Standard #: 22VAC40-73-860-I
Description: Director of environmental services will complete an in-service with all housekeeping associates and ensure they understand the importance of storing all cleaning supplies in a locked area. All residents and associates will receive a written notice regarding leaving laundry detergent unattended in the resident laundry areas. A sign will also be posted in each resident laundry area to remind all parties that detergent should not be left unattended in resident laundry areas.
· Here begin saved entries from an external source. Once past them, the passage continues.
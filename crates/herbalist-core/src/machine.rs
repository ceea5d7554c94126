//! Guarded phase transitions over a [`BrewingStation`].
//!
//! The machine borrows the station record, the registry, a heat oracle, and
//! the station's event buffer for the duration of one operation. A failed
//! guard returns `false`, `0`, or `None` and leaves the station unchanged
//! apart from the cached heat reading.
//!
//! ```text
//! Empty --add_primary_fluid--> Water --begin_processing--> Brewing
//!   ^                                                         |
//!   |                                              finish_processing
//!   |                                                         v
//!   +----------- extract_output / force_reset ----------- Complete
//! ```

use crate::config::StationConfig;
use crate::event::{EventBuffer, StationEvent};
use crate::fixed::Fixed64;
use crate::item::{ResourceStack, bound};
use crate::id::{KindId, RecipeId};
use crate::matcher::RecipeMatcher;
use crate::property::{HerbRates, PotionProperties, compute_final, compute_initial};
use crate::recipe::InfusingOutput;
use crate::registry::Registry;
use crate::station::{BrewingStation, CraftingJob, JobKind, Phase};

/// Answers whether the station is currently heated.
pub trait HeatSource {
    fn has_heat(&self) -> bool;
}

impl HeatSource for bool {
    fn has_heat(&self) -> bool {
        *self
    }
}

/// Orchestrates one station through its lifecycle.
pub struct PhaseStateMachine<'a, H: HeatSource> {
    station: &'a mut BrewingStation,
    registry: &'a Registry,
    heat: H,
    events: &'a mut EventBuffer,
}

impl<'a, H: HeatSource> PhaseStateMachine<'a, H> {
    pub fn new(
        station: &'a mut BrewingStation,
        registry: &'a Registry,
        heat: H,
        events: &'a mut EventBuffer,
    ) -> Self {
        Self {
            station,
            registry,
            heat,
            events,
        }
    }

    pub fn station(&self) -> &BrewingStation {
        self.station
    }

    fn config(&self) -> &'a StationConfig {
        self.registry.station_config()
    }

    // -----------------------------------------------------------------------
    // Internal helpers
    // -----------------------------------------------------------------------

    fn sync(&mut self) {
        self.events.push(StationEvent::Synced(self.station.view()));
    }

    fn set_phase(&mut self, to: Phase) {
        let from = self.station.phase;
        self.station.phase = to;
        self.record_phase_change(from, to);
    }

    fn record_phase_change(&mut self, from: Phase, to: Phase) {
        if from == to {
            return;
        }
        tracing::debug!(from = from.name(), to = to.name(), "station phase changed");
        self.events.push(StationEvent::PhaseChanged { from, to });
    }

    /// Re-read the heat oracle and cache the answer on the station.
    pub fn refresh_heat(&mut self) -> bool {
        let has_heat = self.heat.has_heat();
        if has_heat != self.station.has_heat_source {
            self.station.has_heat_source = has_heat;
            self.events.push(StationEvent::HeatChanged { has_heat });
        }
        has_heat
    }

    // -----------------------------------------------------------------------
    // Water phase
    // -----------------------------------------------------------------------

    /// Fill an empty station. Fails if it already holds fluid.
    pub fn add_primary_fluid(&mut self) -> bool {
        if self.station.phase != Phase::Empty || self.station.has_primary_fluid {
            return false;
        }
        self.station.has_primary_fluid = true;
        self.set_phase(Phase::Water);
        self.sync();
        true
    }

    /// Add materials while in Water. Returns the units accepted.
    #[must_use = "returns the quantity actually added, which may be less than offered"]
    pub fn add_material(&mut self, stack: &ResourceStack) -> u32 {
        if self.station.phase != Phase::Water {
            return 0;
        }
        let added = self.station.materials.try_add(stack);
        if added > 0 {
            self.events.push(StationEvent::MaterialAdded {
                kind: stack.kind,
                count: added,
            });
            self.sync();
        }
        added
    }

    /// Take from the most recently added material slot: one unit, or the
    /// whole slot when `bulk`. Works in Water, and in Complete on items
    /// staged for an infusion that has not started.
    pub fn take_material(&mut self, bulk: bool) -> Option<ResourceStack> {
        let staging = self.station.phase == Phase::Complete && self.station.crafting.is_none();
        if self.station.phase != Phase::Water && !staging {
            return None;
        }
        let taken = self.station.materials.take_last(bulk)?;
        self.events.push(StationEvent::MaterialTaken {
            kind: taken.kind,
            count: taken.count,
        });
        self.sync();
        Some(taken)
    }

    /// Start brewing. Needs materials and heat.
    pub fn begin_processing(&mut self) -> bool {
        if self.station.phase != Phase::Water || self.station.materials.is_empty() {
            return false;
        }
        if !self.refresh_heat() {
            return false;
        }
        let initial = compute_initial(&self.station.materials, self.registry);
        self.station.potion = PotionProperties {
            color: initial.color,
            effect: initial.effect,
            ..PotionProperties::default()
        };
        self.station.brewing_progress_ticks = 0;
        self.set_phase(Phase::Brewing);
        self.sync();
        true
    }

    // -----------------------------------------------------------------------
    // Brewing phase
    // -----------------------------------------------------------------------

    /// Add herbs while brewing. Non-herb kinds are refused.
    #[must_use = "returns the quantity actually added, which may be less than offered"]
    pub fn add_herb(&mut self, kind: KindId, amount: u32) -> u32 {
        if self.station.phase != Phase::Brewing || !self.registry.is_herb(kind) {
            return 0;
        }
        let added = self.station.herbs.try_add(kind, amount);
        if added > 0 {
            self.events.push(StationEvent::HerbAdded { kind, count: added });
            self.sync();
        }
        added
    }

    /// Finish brewing once enough heated ticks have passed.
    pub fn finish_processing(&mut self) -> bool {
        if self.station.phase != Phase::Brewing
            || self.station.brewing_progress_ticks < self.config().brewing_threshold
        {
            return false;
        }
        let matched = RecipeMatcher::new(self.registry).find_brewing(&self.station.materials);
        let (rates, effect) = match matched {
            Some((_, recipe)) => (recipe.rates, Some(recipe.effect)),
            None => (HerbRates::default(), self.station.potion.effect),
        };
        let finals = compute_final(&self.station.herbs, self.registry, &rates, effect);
        self.station.potion.effect = effect;
        self.station.potion.duration_seconds = finals.duration_seconds;
        self.station.potion.level = finals.level;
        self.station.last_brewed_herbs = self.station.herbs.clone();
        self.station.materials.clear();
        self.station.herbs.clear();
        self.set_phase(Phase::Complete);
        self.sync();
        true
    }

    // -----------------------------------------------------------------------
    // Complete phase
    // -----------------------------------------------------------------------

    /// Offer an item to the finished potion. With nothing staged, a
    /// transform recipe for the item is tried first. Otherwise the item is
    /// staged toward an infusion, which starts once the staged kinds equal
    /// a recipe's kinds. Returns the units taken from `stack`.
    #[must_use = "returns the quantity taken from the offered stack"]
    pub fn accept_transform_input(&mut self, stack: &ResourceStack) -> u32 {
        if self.station.phase != Phase::Complete
            || self.station.crafting.is_some()
            || stack.is_empty()
        {
            return 0;
        }
        let matcher = RecipeMatcher::new(self.registry);
        let potion = self.station.potion;

        let transform = if self.station.materials.is_empty() {
            matcher.find_transform(stack, &potion)
        } else {
            None
        };
        if let Some((id, r)) = transform {
            let job = CraftingJob {
                input: stack.with_count(r.input.count),
                output: r.output.clone(),
                progress_ticks: 0,
                total_ticks: r.processing_ticks.max(1),
                active: true,
                kind: JobKind::Transform,
            };
            let taken = job.input.count;
            self.start_job(id, job);
            return taken;
        }

        let staged = &self.station.materials;
        let Some((_, _, need)) = matcher.infusing_demand(staged, stack.kind, &potion) else {
            return 0;
        };
        let want = need
            .saturating_sub(self.station.materials.count_of(stack.kind))
            .min(stack.count);
        let taken = self.station.materials.try_add(&stack.with_count(want));
        if taken == 0 {
            return 0;
        }
        self.events.push(StationEvent::MaterialAdded {
            kind: stack.kind,
            count: taken,
        });

        if let Some((id, r)) = matcher.find_infusing(&self.station.materials, &potion) {
            let first = self.station.materials.get(0).map_or(stack.kind, |s| s.kind);
            let output = match &r.output {
                InfusingOutput::Item(out) => out.clone(),
                InfusingOutput::BindPotion => self.bind_potion(first),
                InfusingOutput::Unbind => ResourceStack::new(first, 1),
            };
            // Staged inputs stay in the materials list until the job finishes.
            let job = CraftingJob {
                input: ResourceStack::new(first, 0),
                output,
                progress_ticks: 0,
                total_ticks: self.config().infusing_ticks,
                active: true,
                kind: JobKind::Infusing,
            };
            self.start_job(id, job);
        } else {
            self.sync();
        }
        taken
    }

    fn start_job(&mut self, recipe: RecipeId, job: CraftingJob) {
        let total_ticks = job.total_ticks;
        self.station.crafting = Some(job);
        self.events.push(StationEvent::CraftingStarted {
            recipe,
            total_ticks,
        });
        self.sync();
    }

    /// One unit of `kind` carrying the station's potion and herb cost.
    fn bind_potion(&self, kind: KindId) -> ResourceStack {
        let potion = &self.station.potion;
        let mut out = ResourceStack::new(kind, 1);
        if let Some(effect) = potion.effect {
            out.set_property(bound::EFFECT, Fixed64::from_num(effect.0));
        }
        out.set_property(bound::COLOR, Fixed64::from_num(potion.color));
        out.set_property(bound::DURATION, Fixed64::from_num(potion.duration_seconds));
        out.set_property(bound::LEVEL, Fixed64::from_num(potion.level));
        for (herb, count) in self.station.last_brewed_herbs.iter() {
            match bound::herb_cost(herb) {
                Some(prop) => out.set_property(prop, Fixed64::from_num(count)),
                None => tracing::warn!(herb = herb.0, "herb id too large to record as a cost"),
            }
        }
        out
    }

    /// Hand out a finished job's output and reset the station.
    pub fn extract_output(&mut self) -> Option<ResourceStack> {
        if self.station.phase != Phase::Complete {
            return None;
        }
        if !self.station.crafting.as_ref().is_some_and(CraftingJob::is_ready) {
            return None;
        }
        let job = self.station.crafting.take()?;
        let output = job.output;
        self.events.push(StationEvent::OutputExtracted {
            kind: output.kind,
            count: output.count,
        });
        self.station.reset();
        self.record_phase_change(Phase::Complete, Phase::Empty);
        self.sync();
        Some(output)
    }

    /// Empty the station from any phase. Returns the stacks handed back:
    /// materials in slot order, then any crafting job stacks.
    pub fn force_reset(&mut self) -> Vec<ResourceStack> {
        let mut returned: Vec<ResourceStack> = self.station.materials.drain();
        if let Some(job) = self.station.crafting.take() {
            returned.extend(job.into_returned());
        }
        let from = self.station.phase;
        self.station.reset();
        self.record_phase_change(from, Phase::Empty);
        self.events.push(StationEvent::Reset {
            returned: returned.len(),
        });
        self.sync();
        returned
    }

    // -----------------------------------------------------------------------
    // Ticking
    // -----------------------------------------------------------------------

    /// Advance one simulation tick.
    pub fn tick(&mut self) {
        let has_heat = self.refresh_heat();
        let interval = self.config().sync_interval.max(1);
        match self.station.phase {
            Phase::Brewing if has_heat => {
                self.station.brewing_progress_ticks =
                    self.station.brewing_progress_ticks.saturating_add(1);
                if self.station.brewing_progress_ticks % interval == 0 {
                    self.sync();
                }
            }
            Phase::Complete => self.tick_crafting(has_heat, interval),
            _ => {}
        }
    }

    fn tick_crafting(&mut self, has_heat: bool, interval: u32) {
        let Some(job) = self.station.crafting.as_mut() else {
            return;
        };
        if !job.active || (job.kind.needs_heat() && !has_heat) {
            return;
        }
        job.progress_ticks = job.progress_ticks.saturating_add(1);
        if job.progress_ticks >= job.total_ticks {
            job.active = false;
            job.input.count = 0;
            let (output, count) = (job.output.kind, job.output.count);
            if job.kind == JobKind::Infusing {
                self.station.materials.clear();
            }
            self.events.push(StationEvent::CraftingFinished { output, count });
            self.sync();
        } else if job.progress_ticks % interval == 0 {
            self.sync();
        }
    }
}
Plan of Correction: Director of environmental services will complete an in-service with all housekeeping associates and ensure they understand the importance of storing all cleaning supplies in a locked area. All residents and associates will receive a written notice regarding leaving laundry detergent unattended in the resident laundry areas. A sign will also be posted in each resident laundry area to remind all parties that detergent should not be left unattended in resident laundry areas.

Disclaimer:
This information is provided by the Virginia Department of Social Services, which neither endorses any facility nor guarantees that the information is complete. It should not be used as the sole source in evaluating and/or selecting a facility.